In that short amount of time, I said goodbye to three relationships.
I woke up this morning and realized that I’d just metaphorically buried one life-long relationship; one 38-year-attachment that has in many ways, plagued me all of my adult life and one peripheral “friendshipship” that was as dysfunctional as it was brief.
THE CAST OF CHARACTERS: One family member; one old boyfriend and one new friend, three entities that comprise the trifecta of relationships. I’m nothing if not thorough.
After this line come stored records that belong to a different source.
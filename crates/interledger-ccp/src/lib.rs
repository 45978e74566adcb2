//! # interledger-ccp
//!
//! The Connector-to-Connector Protocol: how connectors tell each other which
//! address prefixes they can reach.
//!
//! This node's routes live in a [`ForwardingRoutingTable`] whose every
//! change is logged under an epoch. A [`CcpSender`] per peer streams new log
//! entries to that peer, and a [`CcpReceiver`] per peer applies the peer's
//! updates to the table. The [`RouteBroadcaster`] owns both, and the
//! [`CcpLinkHandler`] routes CCP messages arriving on a link to them.

mod broadcaster;
mod error;
#[cfg(test)]
mod fixtures;
mod handler;
pub mod packet;
mod receiver;
mod routing_table;
mod sender;
#[cfg(test)]
mod test_helpers;

pub use self::broadcaster::RouteBroadcaster;
pub use self::error::CcpError;
pub use self::handler::CcpLinkHandler;
pub use self::packet::Mode;
pub use self::receiver::CcpReceiver;
pub use self::routing_table::{ForwardingRoutingTable, Route, RouteUpdate, RoutingTableId};
pub use self::sender::CcpSender;
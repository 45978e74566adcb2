//! Octet Encoding Rules helpers shared by the ILP and CCP codecs.
#![forbid(unsafe_code)]

use std::io::{Error, ErrorKind, Result};

use byteorder::{BigEndian, ReadBytesExt};
use bytes::BufMut;

const HIGH_BIT: u8 = 0x80;
const LOWER_SEVEN_BITS: u8 = 0x7f;

/// Returns the size (in bytes) of the buffer that encodes a VarOctetString of
/// `length` bytes.
pub fn predict_var_octet_string(length: usize) -> usize {
    if length < 128 {
        1 + length
    } else {
        let length_of_length = predict_var_uint_size(length as u64);
        1 + length_of_length + length
    }
}

/// Returns the minimum number of bytes needed to encode the value.
pub fn predict_var_uint_size(value: u64) -> usize {
    let bits = 64 - value.leading_zeros() as usize;
    std::cmp::max(1, (bits + 7) / 8)
}

pub trait BufOerExt<'a> {
    fn read_var_octet_string(&mut self) -> Result<&'a [u8]>;
    fn read_bytes(&mut self, length: usize) -> Result<&'a [u8]>;
    fn skip(&mut self, discard_bytes: usize) -> Result<()>;
    fn read_var_octet_string_length(&mut self) -> Result<usize>;
    fn read_var_uint(&mut self) -> Result<u64>;
}

impl<'a> BufOerExt<'a> for &'a [u8] {
    /// Decodes variable-length octet string.
    #[inline]
    fn read_var_octet_string(&mut self) -> Result<&'a [u8]> {
        let actual_length = self.read_var_octet_string_length()?;
        self.read_bytes(actual_length)
    }

    #[inline]
    fn read_bytes(&mut self, length: usize) -> Result<&'a [u8]> {
        if self.len() < length {
            Err(Error::new(ErrorKind::UnexpectedEof, "buffer too small"))
        } else {
            let (read, rest) = self.split_at(length);
            *self = rest;
            Ok(read)
        }
    }

    #[inline]
    fn skip(&mut self, discard_bytes: usize) -> Result<()> {
        self.read_bytes(discard_bytes).map(|_| ())
    }

    #[doc(hidden)]
    #[inline]
    fn read_var_octet_string_length(&mut self) -> Result<usize> {
        let length = self.read_u8()?;
        if length & HIGH_BIT != 0 {
            let length_prefix_length = (length & LOWER_SEVEN_BITS) as usize;
            if length_prefix_length == 0 || length_prefix_length > 8 {
                Err(Error::new(ErrorKind::InvalidData, "invalid length prefix"))
            } else {
                Ok(self.read_uint::<BigEndian>(length_prefix_length)? as usize)
            }
        } else {
            Ok(length as usize)
        }
    }

    /// Decodes variable-length octet unsigned integer to get `u64`.
    #[inline]
    fn read_var_uint(&mut self) -> Result<u64> {
        let size = self.read_var_octet_string_length()?;
        if size == 0 {
            Err(Error::new(ErrorKind::InvalidData, "zero-length VarUInt"))
        } else if size > 8 {
            Err(Error::new(ErrorKind::InvalidData, "VarUInt too large"))
        } else {
            Ok(self.read_uint::<BigEndian>(size)?)
        }
    }
}

pub trait MutBufOerExt: BufMut + Sized {
    /// Encodes bytes as variable-length octet encoded string and puts it into `Buf`.
    #[inline]
    fn put_var_octet_string<B: AsRef<[u8]>>(&mut self, buf: B) {
        let buf = buf.as_ref();
        self.put_var_octet_string_length(buf.len());
        self.put_slice(buf);
    }

    #[doc(hidden)]
    #[inline]
    fn put_var_octet_string_length(&mut self, length: usize) {
        if length < 128 {
            self.put_u8(length as u8);
        } else {
            let length_of_length = predict_var_uint_size(length as u64);
            self.put_u8(HIGH_BIT | length_of_length as u8);
            self.put_uint(length as u64, length_of_length);
        }
    }

    /// Encodes `u64` as variable-length octet encoded unsigned integer and puts it into `Buf`
    #[inline]
    fn put_var_uint(&mut self, uint: u64) {
        let size = predict_var_uint_size(uint);
        self.put_var_octet_string_length(size);
        self.put_uint(uint, size);
    }
}

impl<B: BufMut + Sized> MutBufOerExt for B {}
What I’m about to convey defies Biblical tenet, but I don’t believe one can completely honor thy father and mother. Sorry Moses, but if there is cruelty and abuse, you must severe ties. I did that and am quite comfortable in the choice I made. In many ways, this person had been dead to me for a number of years, but he did something a few days ago that forced me to throw the last clump of dirt on his grave.
There is now finality.
That was Burial #1.
And old boyfriend who was my first love 38 years ago came back in my life recently and remained there for 29 days. There were a million reasons why we couldn’t completely reconnect and I won’t bore you with the principle reasons, but I can tell you that it became obvious to me at least, that we’d grown up differently. I know I did. Talking to him though answered gnawing questions that I’d always wanted to ask.
I only loved a distant memory, but I allowed it to interfere in many relationships. First loves are incredible. They set the bar because you have nothing to guage them against. After he and I broke up, I set up every other relationship to fail. I thought he hung the moon and the stars only to realize that I forced myself to believe that in order to cover up my fear of committment and failure.
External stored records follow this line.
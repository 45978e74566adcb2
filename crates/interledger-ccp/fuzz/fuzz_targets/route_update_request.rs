#![no_main]
use interledger_ccp::packet::{RouteUpdateRequest, CCP_UPDATE_DESTINATION, PEER_PROTOCOL_CONDITION};
use interledger_packet::PrepareBuilder;
use libfuzzer_sys::fuzz_target;
use std::convert::TryFrom;
use std::time::{Duration, SystemTime};

fuzz_target!(|data: &[u8]| {
    let prepare = PrepareBuilder {
        amount: 0,
        expires_at: SystemTime::now() + Duration::from_secs(30),
        execution_condition: &PEER_PROTOCOL_CONDITION,
        destination: CCP_UPDATE_DESTINATION.clone(),
        data,
    }
    .build();
    let _ = RouteUpdateRequest::try_from(&prepare);
});
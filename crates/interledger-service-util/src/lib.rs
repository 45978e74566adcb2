//! # interledger-service-util
//!
//! The packet switch. Every Prepare received from a peer passes through an
//! ordered chain of [`PacketSwitchFilter`]s, each of which either rejects the
//! packet (via the [`PacketRejector`]) or hands it to the rest of the chain.
//! The chain ends in a [`PacketForwarder`] that sends the packet on to the
//! next hop.

mod expiry_filter;
mod filter;
mod fulfillment_validator_filter;
mod max_packet_amount_filter;
mod packet_switch;
mod rate_limit_filter;
mod rejecter;
#[cfg(test)]
mod test_helpers;

pub use self::expiry_filter::ExpiryPacketFilter;
pub use self::filter::{PacketForwarder, PacketSwitchFilter, PacketSwitchFilterChain};
pub use self::fulfillment_validator_filter::FulfillmentValidatorFilter;
pub use self::max_packet_amount_filter::MaxPacketAmountFilter;
pub use self::packet_switch::{default_filters, PacketSwitch};
pub use self::rate_limit_filter::RateLimitFilter;
pub use self::rejecter::PacketRejector;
In some ways, I never wanted to reconnect because I knew the man he had become was inconsequential. I never wanted to meet him. I only wanted to remember the young man he once was. When we started talking again a few weeks ago, this became etched in stone. Plus, the woman I had become made me realize that we had grown apart on so many levels. I came from a diferent world.
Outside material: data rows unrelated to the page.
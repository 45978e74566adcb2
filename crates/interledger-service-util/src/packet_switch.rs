use crate::{
    ExpiryPacketFilter, FulfillmentValidatorFilter, MaxPacketAmountFilter, PacketForwarder,
    PacketRejector, PacketSwitchFilter, PacketSwitchFilterChain, RateLimitFilter,
};

use std::sync::Arc;

use interledger_packet::{ErrorCode, Prepare};
use interledger_service::{
    trace::{incoming_span, trace_response},
    AccountId, AccountSettingsStore, IlpResult,
};
use tracing::Instrument;

/// The stock filters, outermost first: expiry, rate limit, max packet amount,
/// fulfillment validation.
pub fn default_filters(rejector: &PacketRejector) -> Vec<Arc<dyn PacketSwitchFilter>> {
    vec![
        Arc::new(ExpiryPacketFilter::new(rejector.clone())),
        Arc::new(RateLimitFilter::new(rejector.clone())),
        Arc::new(MaxPacketAmountFilter::new(rejector.clone())),
        Arc::new(FulfillmentValidatorFilter::new(rejector.clone())),
    ]
}

/// Entry point for Prepares arriving from any peer. Looks up the source
/// account and runs the packet through the filter chain.
#[derive(Clone)]
pub struct PacketSwitch {
    accounts: Arc<dyn AccountSettingsStore>,
    chain: PacketSwitchFilterChain,
    rejector: PacketRejector,
}

impl PacketSwitch {
    pub fn new(
        accounts: Arc<dyn AccountSettingsStore>,
        filters: Vec<Arc<dyn PacketSwitchFilter>>,
        forwarder: Arc<dyn PacketForwarder>,
        rejector: PacketRejector,
    ) -> Self {
        PacketSwitch {
            accounts,
            chain: PacketSwitchFilterChain::new(filters, forwarder),
            rejector,
        }
    }

    /// A switch using [`default_filters`].
    pub fn with_default_filters(
        accounts: Arc<dyn AccountSettingsStore>,
        forwarder: Arc<dyn PacketForwarder>,
        rejector: PacketRejector,
    ) -> Self {
        let filters = default_filters(&rejector);
        Self::new(accounts, filters, forwarder, rejector)
    }

    pub async fn switch_packet(&self, source_account_id: &AccountId, prepare: Prepare) -> IlpResult {
        let span = incoming_span(source_account_id, &prepare);
        async move {
            let result = match self.accounts.find_account_settings(source_account_id) {
                Some(source_account) => self.chain.clone().do_filter(&source_account, prepare).await,
                None => Err(self.rejector.reject(
                    source_account_id,
                    &prepare,
                    ErrorCode::F00_BAD_REQUEST,
                    &format!("Unknown source account: {}", source_account_id),
                )),
            };
            trace_response(&result);
            result
        }
        .instrument(span)
        .await
    }
}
But, people change and so do the circumstances of love. The time; the place…everything really has to align just right. There is even perfect alignment when things end, too. And this relationship finally ended.
Closure. The neat, tying up of loose ends…. forever.
Emotional ashes to emotional ashes.
Farewell, my love.
This was Burial #2.
I met her a mere five months ago. We became friends despite the fact that we had little in common and eight years separated us in age. We defied our our differences and tried to be friends, but things became toxic and problematic and I stayed in the friendship longer than I should have. Nothing was conducive to remaining friends. She isn’t a bad person; neither am I. We were just no good together.
Platonic dust to platonic dust.
These were three very vital goodbyes, each pivotal to forward progression. My forward progression. Even so, I also awoke this morning to a somber day. Solemn in mood and feel, but necessary. I have no regrets, but I’m not happy about what happened either. As I said, endings hurt, but despite the natural and appropriate sadness I feel, there’s an underlying sense of rightness to what I’ve done.
All of this, while right, is also confusing. I used to have an idea of where I was going in life. I don’t right now. I’ve not a clue actually, but for the first time in my life, I have a real sense of where I’ve been and there’s a solidity to my past that never existed before. No lingering questions–the welcomed absence of the painful and inevitable “What if?” query; nothing left unresolved. I experienced everything and saw the door both swing open and then slam shut. I got to witness the alpha and the omega.
Mercifully, I have closure and it’s wonderfully emphatic in its permanence.